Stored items
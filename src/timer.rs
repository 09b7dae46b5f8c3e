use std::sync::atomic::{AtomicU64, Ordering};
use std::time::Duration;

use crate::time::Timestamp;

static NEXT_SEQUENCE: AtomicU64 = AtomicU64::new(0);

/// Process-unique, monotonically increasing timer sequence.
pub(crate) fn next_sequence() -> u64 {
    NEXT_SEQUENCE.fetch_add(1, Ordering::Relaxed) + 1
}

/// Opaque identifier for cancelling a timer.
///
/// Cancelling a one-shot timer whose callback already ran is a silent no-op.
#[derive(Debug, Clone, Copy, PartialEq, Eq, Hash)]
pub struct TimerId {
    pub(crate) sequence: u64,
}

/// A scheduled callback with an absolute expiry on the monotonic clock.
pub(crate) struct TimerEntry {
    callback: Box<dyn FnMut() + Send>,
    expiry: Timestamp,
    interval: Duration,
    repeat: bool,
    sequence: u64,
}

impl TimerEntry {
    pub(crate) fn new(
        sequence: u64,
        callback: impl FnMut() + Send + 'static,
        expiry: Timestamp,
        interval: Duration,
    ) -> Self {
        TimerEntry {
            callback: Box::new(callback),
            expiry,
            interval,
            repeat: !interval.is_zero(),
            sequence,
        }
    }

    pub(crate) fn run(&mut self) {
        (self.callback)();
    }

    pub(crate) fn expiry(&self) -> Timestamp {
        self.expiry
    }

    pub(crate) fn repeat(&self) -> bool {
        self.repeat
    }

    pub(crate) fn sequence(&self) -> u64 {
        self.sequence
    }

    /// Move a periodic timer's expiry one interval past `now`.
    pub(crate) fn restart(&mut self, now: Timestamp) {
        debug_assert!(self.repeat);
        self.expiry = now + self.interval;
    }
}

- _WORK TO COMPLETE_
Would you set down every entry again, exactly?

- _ANSWER BOX_
filename src/timer.rs
repository 09b7dae46b5f8c3e
use std::sync::atomic::{AtomicU64, Ordering};
use std::time::Duration;

use crate::time::Timestamp;

static NEXT_SEQUENCE: AtomicU64 = AtomicU64::new(0);

/// Process-unique, monotonically increasing timer sequence.
pub(crate) fn next_sequence() -> u64 {
    NEXT_SEQUENCE.fetch_add(1, Ordering::Relaxed) + 1
}

/// Opaque identifier for cancelling a timer.
///
/// Cancelling a one-shot timer whose callback already ran is a silent no-op.
#[derive(Debug, Clone, Copy, PartialEq, Eq, Hash)]
pub struct TimerId {
    pub(crate) sequence: u64,
}

/// A scheduled callback with an absolute expiry on the monotonic clock.
pub(crate) struct TimerEntry {
    callback: Box<dyn FnMut() + Send>,
    expiry: Timestamp,
    interval: Duration,
    repeat: bool,
    sequence: u64,
}

impl TimerEntry {
    pub(crate) fn new(
        sequence: u64,
        callback: impl FnMut() + Send + 'static,
        expiry: Timestamp,
        interval: Duration,
    ) -> Self {
        TimerEntry {
            callback: Box::new(callback),
            expiry,
            interval,
            repeat: !interval.is_zero(),
            sequence,
        }
    }

    pub(crate) fn run(&mut self) {
        (self.callback)();
    }

    pub(crate) fn expiry(&self) -> Timestamp {
        self.expiry
    }

    pub(crate) fn repeat(&self) -> bool {
        self.repeat
    }

    pub(crate) fn sequence(&self) -> u64 {
        self.sequence
    }

    /// Move a periodic timer's expiry one interval past `now`.
    pub(crate) fn restart(&mut self, now: Timestamp) {
        debug_assert!(self.repeat);
        self.expiry = now + self.interval;
    }
}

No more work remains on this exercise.